Data in this exercise Start Marker

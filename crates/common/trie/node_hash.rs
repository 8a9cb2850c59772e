use ethereum_types::H256;
use sha3::{Digest, Keccak256};

/// Reference to an already-encoded node.
///
/// Nodes whose encoding is shorter than 32 bytes are inlined into their
/// parent instead of being stored separately (Yellow Paper Appendix D).
#[derive(Debug, Clone, PartialEq, Eq)]
pub enum NodeHash {
    Hashed(H256),
    Inline(Vec<u8>),
}

impl NodeHash {
    /// Computes the reference for a node encoding: inline when short,
    /// keccak digest otherwise.
    pub fn from_encoded(encoded: &[u8]) -> NodeHash {
        if encoded.len() < 32 {
            NodeHash::Inline(encoded.to_vec())
        } else {
            NodeHash::Hashed(H256::from_slice(&Keccak256::digest(encoded)))
        }
    }

    /// The digest for this reference; inline nodes hash their own encoding.
    pub fn finalize(&self) -> H256 {
        match self {
            NodeHash::Hashed(hash) => *hash,
            NodeHash::Inline(encoded) => H256::from_slice(&Keccak256::digest(encoded)),
        }
    }
}

impl From<H256> for NodeHash {
    fn from(value: H256) -> Self {
        NodeHash::Hashed(value)
    }
}
mod account;
mod block;
mod genesis;
mod receipt;
mod transaction;

pub use account::*;
pub use block::*;
pub use genesis::*;
pub use receipt::*;
pub use transaction::*;
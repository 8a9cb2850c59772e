use crate::error::TrieError;
use ethereum_types::H256;
use std::collections::HashMap;
use std::sync::{Arc, Mutex};

/// Backend for trie node storage: RLP-encoded nodes keyed by their keccak-256 hash.
pub trait TrieDB: Send + Sync {
    fn get(&self, key: H256) -> Result<Option<Vec<u8>>, TrieError>;
    fn put(&self, key: H256, value: Vec<u8>) -> Result<(), TrieError>;
}

/// Reference in-memory backend, shared between tries via `Arc`.
#[derive(Debug, Default, Clone)]
pub struct InMemoryTrieDB {
    inner: Arc<Mutex<HashMap<H256, Vec<u8>>>>,
}

impl InMemoryTrieDB {
    pub fn new(inner: Arc<Mutex<HashMap<H256, Vec<u8>>>>) -> Self {
        Self { inner }
    }

    pub fn new_empty() -> Self {
        Self::default()
    }
}

impl TrieDB for InMemoryTrieDB {
    fn get(&self, key: H256) -> Result<Option<Vec<u8>>, TrieError> {
        Ok(self
            .inner
            .lock()
            .map_err(|_| TrieError::LockError)?
            .get(&key)
            .cloned())
    }

    fn put(&self, key: H256, value: Vec<u8>) -> Result<(), TrieError> {
        self.inner
            .lock()
            .map_err(|_| TrieError::LockError)?
            .insert(key, value);
        Ok(())
    }
}
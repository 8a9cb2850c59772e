//! # Block information operations
//!
//! Includes the following opcodes:
//!   - `BLOCKHASH`
//!   - `COINBASE`
//!   - `TIMESTAMP`
//!   - `NUMBER`
//!   - `DIFFICULTY`
//!   - `GASLIMIT`

use crate::{
    constants::BLOCKHASH_WINDOW_SIZE,
    errors::{OpcodeResult, VMError},
    gas_cost,
    opcode_handlers::OpcodeHandler,
    utils::address_to_word,
    vm::VM,
};
use ethereum_types::U256;

const CONTINUE: OpcodeResult = OpcodeResult::Continue { pc_increment: 1 };

/// Implementation for the `BLOCKHASH` opcode: the hash of one of the 256
/// most recent ancestors, zero outside that window.
pub struct OpBlockHashHandler;
impl OpcodeHandler for OpBlockHashHandler {
    fn eval(vm: &mut VM<'_>) -> Result<OpcodeResult, VMError> {
        let frame = vm.current_call_frame_mut()?;
        frame.increase_consumed_gas(gas_cost::BLOCKHASH)?;
        let number = frame.stack.pop1()?;

        let current = vm.env.block_number;
        let in_window = number < U256::from(current)
            && number >= U256::from(current.saturating_sub(BLOCKHASH_WINDOW_SIZE));
        let hash = if in_window {
            vm.db.store.get_block_hash(number.low_u64())?
        } else {
            None
        };

        let frame = vm.current_call_frame_mut()?;
        match hash {
            Some(hash) => frame.stack.push(U256::from_big_endian(hash.as_bytes()))?,
            None => frame.stack.push_zero()?,
        }
        Ok(CONTINUE)
    }
}

/// Implementation for the `COINBASE` opcode.
pub struct OpCoinbaseHandler;
impl OpcodeHandler for OpCoinbaseHandler {
    fn eval(vm: &mut VM<'_>) -> Result<OpcodeResult, VMError> {
        let coinbase = vm.env.coinbase;
        let frame = vm.current_call_frame_mut()?;
        frame.increase_consumed_gas(gas_cost::COINBASE)?;
        frame.stack.push(address_to_word(coinbase))?;
        Ok(CONTINUE)
    }
}

/// Implementation for the `TIMESTAMP` opcode.
pub struct OpTimestampHandler;
impl OpcodeHandler for OpTimestampHandler {
    fn eval(vm: &mut VM<'_>) -> Result<OpcodeResult, VMError> {
        let timestamp = vm.env.timestamp;
        let frame = vm.current_call_frame_mut()?;
        frame.increase_consumed_gas(gas_cost::TIMESTAMP)?;
        frame.stack.push(U256::from(timestamp))?;
        Ok(CONTINUE)
    }
}

/// Implementation for the `NUMBER` opcode.
pub struct OpNumberHandler;
impl OpcodeHandler for OpNumberHandler {
    fn eval(vm: &mut VM<'_>) -> Result<OpcodeResult, VMError> {
        let number = vm.env.block_number;
        let frame = vm.current_call_frame_mut()?;
        frame.increase_consumed_gas(gas_cost::NUMBER)?;
        frame.stack.push(U256::from(number))?;
        Ok(CONTINUE)
    }
}

/// Implementation for the `DIFFICULTY` opcode.
pub struct OpDifficultyHandler;
impl OpcodeHandler for OpDifficultyHandler {
    fn eval(vm: &mut VM<'_>) -> Result<OpcodeResult, VMError> {
        let difficulty = vm.env.difficulty;
        let frame = vm.current_call_frame_mut()?;
        frame.increase_consumed_gas(gas_cost::DIFFICULTY)?;
        frame.stack.push(difficulty)?;
        Ok(CONTINUE)
    }
}

/// Implementation for the `GASLIMIT` opcode: the block's gas limit, not
/// the transaction's.
pub struct OpGasLimitHandler;
impl OpcodeHandler for OpGasLimitHandler {
    fn eval(vm: &mut VM<'_>) -> Result<OpcodeResult, VMError> {
        let gas_limit = vm.env.block_gas_limit;
        let frame = vm.current_call_frame_mut()?;
        frame.increase_consumed_gas(gas_cost::GASLIMIT)?;
        frame.stack.push(U256::from(gas_limit))?;
        Ok(CONTINUE)
    }
}
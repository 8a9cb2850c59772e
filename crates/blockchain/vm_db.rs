use bytes::Bytes;
use ethereum_types::{Address, H256, U256};
use hearth_common::types::{AccountState, BlockHash};
use hearth_storage::Store;
use hearth_vm::db::{DatabaseError, VmDatabase};

/// Read adapter from the chain store to the VM: all account and storage
/// reads resolve against the parent block's state root; the per-block
/// cache inside the VM layers the in-flight changes on top.
pub struct StoreVmDatabase {
    store: Store,
    state_root: H256,
    parent_hash: BlockHash,
}

impl StoreVmDatabase {
    pub fn new(store: Store, state_root: H256, parent_hash: BlockHash) -> Self {
        Self {
            store,
            state_root,
            parent_hash,
        }
    }
}

fn store_error(err: hearth_storage::StoreError) -> DatabaseError {
    DatabaseError(err.to_string())
}

impl VmDatabase for StoreVmDatabase {
    fn get_account_state(&self, address: Address) -> Result<Option<AccountState>, DatabaseError> {
        self.store
            .get_account_state(self.state_root, address)
            .map_err(store_error)
    }

    fn get_storage_value(
        &self,
        address: Address,
        key: H256,
    ) -> Result<Option<U256>, DatabaseError> {
        self.store
            .get_storage_value(self.state_root, address, key)
            .map_err(store_error)
    }

    fn get_code(&self, code_hash: H256) -> Result<Option<Bytes>, DatabaseError> {
        self.store.get_account_code(code_hash).map_err(store_error)
    }

    /// Resolves BLOCKHASH by walking the parent chain, so the answer is
    /// correct on any branch, not just the canonical one.
    fn get_block_hash(&self, block_number: u64) -> Result<Option<H256>, DatabaseError> {
        let mut hash = self.parent_hash;
        loop {
            let Some(header) = self.store.get_block_header(hash).map_err(store_error)? else {
                return Ok(None);
            };
            if header.number == block_number {
                return Ok(Some(hash));
            }
            if header.number < block_number || header.number == 0 {
                return Ok(None);
            }
            hash = header.parent_hash;
        }
    }
}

Data in this exercise End Marker

Your assignment:
Where a line of the records has the string "DatabaseError", return that line.

Completed exercise:
use hearth_vm::db::{DatabaseError, VmDatabase};
fn store_error(err: hearth_storage::StoreError) -> DatabaseError {
    DatabaseError(err.to_string())
    fn get_account_state(&self, address: Address) -> Result<Option<AccountState>, DatabaseError> {
    ) -> Result<Option<U256>, DatabaseError> {
    fn get_code(&self, code_hash: H256) -> Result<Option<Bytes>, DatabaseError> {
    fn get_block_hash(&self, block_number: u64) -> Result<Option<H256>, DatabaseError> {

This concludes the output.